|
|
|
|
|
by NoOneNew
2038 days ago
|
|
>The problem is that real world, physical business data is taken from what one can get, not what one would want. Yea, sorry, but part of your job in data sci is to collect the right data. Data doesn't magically exist and we are not stuck with what's out there. A data sci job is to figure this stuff out. Tech has a weird culture of not doing their job. Kind of like the Zip Recruiter ads. "Working as a hiring manager, hiring new people is the worst part of my job." Bitch, that IS your job. If you dont do that, what's the point in keeping you around? Bee keepers collect honey. Yea it's not exactly easy if you're not careful, but they dont bitch about it because they knew what they signed up for. Data sci/analysis is about collecting and analyzing data, in not straightforward ways. Because if it were easy and didnt require any effort, why are they needed? |
|
Some companies aren't experienced at building infra to collect data and don't know how to do it. Or their environment is too complex or expensive to sample data from. The data scientist's job in such cases is to do their best with what exists, show success and make a business case for investing resources into data collection infrastructure.

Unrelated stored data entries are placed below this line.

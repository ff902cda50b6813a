//! Customer-owned machines brought in for service.

use std::sync::Arc;

use sea_orm::{
    ActiveModelTrait, ColumnTrait, DatabaseConnection, EntityTrait, PaginatorTrait, QueryFilter,
    QueryOrder, Set,
};
use serde::Deserialize;
use tracing::{info, instrument};
use utoipa::{IntoParams, ToSchema};
use uuid::Uuid;
use validator::Validate;

use super::inventory_items::{delete_error, duplicate, referenced_by};
use crate::entities::{call, client_machine};
use crate::errors::ServiceError;

#[derive(Debug, Clone, Deserialize, Validate, ToSchema)]
pub struct CreateClientMachineRequest {
    #[validate(length(min = 1, max = 255))]
    pub client_name: String,
    #[validate(length(min = 1, max = 255))]
    pub client_location: String,
    #[validate(length(min = 1, max = 255))]
    pub machine_name: String,
    #[validate(length(min = 1, max = 120))]
    pub machine_brand: String,
    #[validate(length(min = 1, max = 120))]
    pub serial_no: String,
    #[validate(length(min = 1, max = 120))]
    pub machine_type: String,
    pub description: Option<String>,
}

#[derive(Debug, Clone, Default, Deserialize, Validate, ToSchema)]
pub struct UpdateClientMachineRequest {
    #[validate(length(min = 1, max = 255))]
    pub client_name: Option<String>,
    #[validate(length(min = 1, max = 255))]
    pub client_location: Option<String>,
    #[validate(length(min = 1, max = 255))]
    pub machine_name: Option<String>,
    #[validate(length(min = 1, max = 120))]
    pub machine_brand: Option<String>,
    #[validate(length(min = 1, max = 120))]
    pub serial_no: Option<String>,
    #[validate(length(min = 1, max = 120))]
    pub machine_type: Option<String>,
    pub description: Option<String>,
}

/// Narrows the list to one customer site
#[derive(Debug, Clone, Default, Deserialize, IntoParams)]
#[into_params(parameter_in = Query)]
pub struct ClientMachineFilter {
    pub client_name: Option<String>,
    pub client_location: Option<String>,
}

#[derive(Clone)]
pub struct ClientMachineService {
    db: Arc<DatabaseConnection>,
}

impl ClientMachineService {
    pub fn new(db: Arc<DatabaseConnection>) -> Self {
        Self { db }
    }

    #[instrument(skip(self, req), fields(serial_no = %req.serial_no))]
    pub async fn create(
        &self,
        req: CreateClientMachineRequest,
    ) -> Result<client_machine::Model, ServiceError> {
        req.validate()?;
        let model = client_machine::ActiveModel {
            client_name: Set(req.client_name),
            client_location: Set(req.client_location),
            machine_name: Set(req.machine_name),
            machine_brand: Set(req.machine_brand),
            serial_no: Set(req.serial_no.clone()),
            machine_type: Set(req.machine_type),
            description: Set(req.description),
            ..Default::default()
        }
        .insert(&*self.db)
        .await
        .map_err(duplicate("Client machine with serial_no", &req.serial_no))?;
        info!(client_machine_id = %model.id, "client machine registered");
        Ok(model)
    }

    pub async fn get(&self, id: Uuid) -> Result<client_machine::Model, ServiceError> {
        client_machine::Entity::find_by_id(id)
            .one(&*self.db)
            .await
            .map_err(ServiceError::db_error)?
            .ok_or_else(|| ServiceError::NotFound(format!("Client machine {} not found", id)))
    }

    pub async fn list(
        &self,
        filter: ClientMachineFilter,
    ) -> Result<Vec<client_machine::Model>, ServiceError> {
        let mut query = client_machine::Entity::find();
        if let Some(name) = filter.client_name {
            query = query.filter(client_machine::Column::ClientName.eq(name));
        }
        if let Some(location) = filter.client_location {
            query = query.filter(client_machine::Column::ClientLocation.eq(location));
        }
        query
            .order_by_asc(client_machine::Column::ClientName)
            .order_by_asc(client_machine::Column::SerialNo)
            .all(&*self.db)
            .await
            .map_err(ServiceError::db_error)
    }

    #[instrument(skip(self, req))]
    pub async fn update(
        &self,
        id: Uuid,
        req: UpdateClientMachineRequest,
    ) -> Result<client_machine::Model, ServiceError> {
        req.validate()?;
        let existing = self.get(id).await?;
        let on_duplicate = duplicate(
            "Client machine with serial_no",
            req.serial_no.as_deref().unwrap_or(""),
        );

        let mut active: client_machine::ActiveModel = existing.into();
        if let Some(v) = req.client_name {
            active.client_name = Set(v);
        }
        if let Some(v) = req.client_location {
            active.client_location = Set(v);
        }
        if let Some(v) = req.machine_name {
            active.machine_name = Set(v);
        }
        if let Some(v) = req.machine_brand {
            active.machine_brand = Set(v);
        }
        if let Some(v) = req.serial_no {
            active.serial_no = Set(v);
        }
        if let Some(v) = req.machine_type {
            active.machine_type = Set(v);
        }
        if let Some(v) = req.description {
            active.description = Set(Some(v));
        }
        active.update(&*self.db).await.map_err(on_duplicate)
    }

    /// Refused while a call still points at the machine.
    #[instrument(skip(self))]
    pub async fn delete(&self, id: Uuid) -> Result<(), ServiceError> {
        let existing = self.get(id).await?;
        let db = &*self.db;
        let calls = call::Entity::find()
            .filter(call::Column::ClientMachineId.eq(id))
            .count(db)
            .await?;
        let what = format!("client machine {}", existing.serial_no);
        referenced_by(what.clone(), &[(calls, "call(s)")])?;

        client_machine::Entity::delete_by_id(id)
            .exec(db)
            .await
            .map_err(delete_error(what))?;
        info!(client_machine_id = %id, "client machine deleted");
        Ok(())
    }
}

In other cases, when the required sensors don't exist and the information is critical to decision making, you can either buy the data or work with with an engineering group or external vendor to integrate and build out the sensors needed. Need foot traffic data? You can buy from a data marketplace like https://datarade.ai, where there exist various vendors (like SafeGraph -- which was recently used in a COVID19 study published in Nature) aggregating foot traffic data from cell phones. There are datasets that can be used as inferential proxies (so called "alternative data") for the actual data one needs.
Need to collect in-store data? I was at the NRF conference (the world's largest retail tech conference) in NYC back in January and there were a boatload of vendors hawking different types of retail analytics sensors.

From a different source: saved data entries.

pub async fn update_lease_part_inquiry_in<C>(
    conn: &C,
    existing: &lease_part_inquiry::Model,
    patch: &DemandPatch,
    events: &mut Vec<Event>,
) -> Result<DemandOutcome<lease_part_inquiry::Model>, ServiceError>
where
    C: ConnectionTrait,
{
    patch.validate()?;
    let item = ItemRef::part(existing.part_id);
    let new_quantity = patch.quantity.unwrap_or(existing.quantity);

    let stock = apply_delta(conn, item, existing.quantity, new_quantity, events).await?;

    let result = lease_part_inquiry::Entity::update_many()
        .col_expr(lease_part_inquiry::Column::Quantity, Expr::value(new_quantity))
        .col_expr(
            lease_part_inquiry::Column::Amount,
            Expr::value(patch.amount.unwrap_or(existing.amount)),
        )
        .col_expr(
            lease_part_inquiry::Column::Vat,
            Expr::value(patch.vat.unwrap_or(existing.vat)),
        )
        .col_expr(
            lease_part_inquiry::Column::IsPaid,
            Expr::value(patch.is_paid.unwrap_or(existing.is_paid)),
        )
        .col_expr(
            lease_part_inquiry::Column::Date,
            Expr::value(patch.date.unwrap_or(existing.date)),
        )
        .col_expr(lease_part_inquiry::Column::UpdatedAt, Expr::value(Utc::now()))
        .filter(lease_part_inquiry::Column::Id.eq(existing.id))
        .filter(lease_part_inquiry::Column::Quantity.eq(existing.quantity))
        .exec(conn)
        .await
        .map_err(ServiceError::db_error)?;
    if result.rows_affected == 0 {
        return Err(concurrent_change(DemandKind::LeasePartInquiry, existing.id));
    }

    let record = lease_part_inquiry::Entity::find_by_id(existing.id)
        .one(conn)
        .await
        .map_err(ServiceError::db_error)?
        .ok_or_else(|| {
            ServiceError::NotFound(format!("Lease part inquiry {} not found", existing.id))
        })?;

    events.push(Event::DemandUpdated {
        demand: DemandKind::LeasePartInquiry,
        record_id: record.id,
        item,
        old_quantity: existing.quantity,
        new_quantity,
    });

    Ok(DemandOutcome { record, stock })
}

pub async fn delete_lease_part_inquiry_in<C>(
    conn: &C,
    existing: &lease_part_inquiry::Model,
    events: &mut Vec<Event>,
) -> Result<StockLevel, ServiceError>
where
    C: ConnectionTrait,
{
    let item = ItemRef::part(existing.part_id);
    let stock = stock_ledger::restore(conn, item, existing.quantity).await?;
    stock_events(item, -existing.quantity, &stock, events);

    let result = lease_part_inquiry::Entity::delete_many()
        .filter(lease_part_inquiry::Column::Id.eq(existing.id))
        .filter(lease_part_inquiry::Column::Quantity.eq(existing.quantity))
        .exec(conn)
        .await
        .map_err(ServiceError::db_error)?;
    if result.rows_affected == 0 {
        return Err(concurrent_change(DemandKind::LeasePartInquiry, existing.id));
    }

    events.push(Event::DemandDeleted {
        demand: DemandKind::LeasePartInquiry,
        record_id: existing.id,
        item,
        quantity: existing.quantity,
    });

    Ok(stock)
}

// ---------------------------------------------------------------------------
// Lease accessory inquiries

pub async fn create_lease_acc_inquiry_in<C>(
    conn: &C,
    input: &NewLeaseAccInquiry,
    events: &mut Vec<Event>,
) -> Result<DemandOutcome<lease_acc_inquiry::Model>, ServiceError>
where
    C: ConnectionTrait,
{
    input.validate()?;
    let item = ItemRef::accessory(input.accessory_id);

    let stock = stock_ledger::take(conn, item, input.quantity, Shortfall::Create).await?;
    stock_events(item, input.quantity, &stock, events);

    let record = lease_acc_inquiry::ActiveModel {
        lease_id: Set(input.lease_id),
        accessory_id: Set(input.accessory_id),
        quantity: Set(input.quantity),
        amount: Set(input.amount),
        vat: Set(input.vat),
        date: Set(input.date.unwrap_or_else(|| Utc::now().date_naive())),
        is_paid: Set(input.is_paid),
        ..Default::default()
    }
    .insert(conn)
    .await
    .map_err(ServiceError::db_error)?;

    events.push(Event::DemandCreated {
        demand: DemandKind::LeaseAccInquiry,
        record_id: record.id,
        item,
        quantity: record.quantity,
    });

    Ok(DemandOutcome { record, stock })
}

In certain small scale operations, you can even engage field operations and get the in-store retail staff to help collect data and upload manually. (you'll need a good relationship with the field supervisor of course)

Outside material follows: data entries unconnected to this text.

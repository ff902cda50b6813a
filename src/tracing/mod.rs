//! Request-scoped tracing helpers: request ids carried in a task-local so
//! error bodies can echo them, plus the span maker used by the HTTP trace
//! layer.

use axum::http::Request;
use std::cell::RefCell;
use std::fmt;
use std::future::Future;
use tower_http::classify::{SharedClassifier, StatusInRangeAsFailures};
use tower_http::trace::{DefaultOnFailure, DefaultOnRequest, DefaultOnResponse, MakeSpan, TraceLayer};
use tracing::Level;
use uuid::Uuid;

/// Request ID tracking information
#[derive(Clone, Debug, PartialEq, Eq)]
pub struct RequestId(pub String);

impl Default for RequestId {
    fn default() -> Self {
        RequestId(Uuid::new_v4().to_string())
    }
}

impl RequestId {
    pub fn new(value: impl Into<String>) -> Self {
        RequestId(value.into())
    }

    pub fn as_str(&self) -> &str {
        &self.0
    }
}

impl fmt::Display for RequestId {
    fn fmt(&self, f: &mut fmt::Formatter<'_>) -> fmt::Result {
        write!(f, "{}", self.0)
    }
}

tokio::task_local! {
    static CURRENT_REQUEST_ID: RefCell<Option<RequestId>>;
}

/// Runs `future` with `request_id` visible to [`current_request_id`].
pub async fn scope_request_id<Fut, R>(request_id: RequestId, future: Fut) -> R
where
    Fut: Future<Output = R>,
{
    CURRENT_REQUEST_ID
        .scope(RefCell::new(Some(request_id)), future)
        .await
}

pub fn current_request_id() -> Option<RequestId> {
    CURRENT_REQUEST_ID
        .try_with(|cell| cell.borrow().clone())
        .ok()
        .flatten()
}

#[derive(Clone, Default)]
pub struct RequestSpanMaker;

impl<B> MakeSpan<B> for RequestSpanMaker {
    fn make_span(&mut self, request: &Request<B>) -> tracing::Span {
        let request_id = request
            .extensions()
            .get::<RequestId>()
            .cloned()
            .or_else(|| {
                request
                    .headers()
                    .get(crate::middleware_helpers::REQUEST_ID_HEADER)
                    .and_then(|v| v.to_str().ok())
                    .map(RequestId::new)
            })
            .unwrap_or_default();

        tracing::info_span!(
            "http.request",
            request_id = %request_id,
            method = %request.method(),
            uri = %request.uri(),
        )
    }
}

/// HTTP trace layer: one span per request, 5xx responses logged as failures
pub fn configure_http_tracing() -> TraceLayer<
    SharedClassifier<StatusInRangeAsFailures>,
    RequestSpanMaker,
    DefaultOnRequest,
    DefaultOnResponse,
    (),
    (),
    DefaultOnFailure,
> {
    TraceLayer::new(SharedClassifier::new(StatusInRangeAsFailures::new(500..=599)))
        .make_span_with(RequestSpanMaker)
        .on_request(DefaultOnRequest::new().level(Level::DEBUG))
        .on_response(DefaultOnResponse::new().level(Level::INFO))
        .on_body_chunk(())
        .on_eos(())
        .on_failure(DefaultOnFailure::new())
}

#[cfg(test)]
mod tests {
    use super::*;

    #[tokio::test]
    async fn request_id_visible_only_inside_scope() {
        assert!(current_request_id().is_none());
        let seen = scope_request_id(RequestId::new("req-7"), async {
            current_request_id()
        })
        .await;
        assert_eq!(seen, Some(RequestId::new("req-7")));
        assert!(current_request_id().is_none());
    }

    #[test]
    fn default_request_ids_are_unique() {
        assert_ne!(RequestId::default(), RequestId::default());
    }
}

Sometimes the data does exist but is inaccessible, say in the ERP or in some proprietary format -- then you have negotiate with certain business groups or with OEM vendors in order to get the data out.
It all boils down to whether the data has value that exceeds (by a margin) the cost of collecting them. If the answer is yes, there's often a way to do it (albeit sometimes imperfectly).
Is it part of the data scientist's job description to create or participate in creating data collection infrastructure? I guess this depends on the company but for many companies the answer is yes.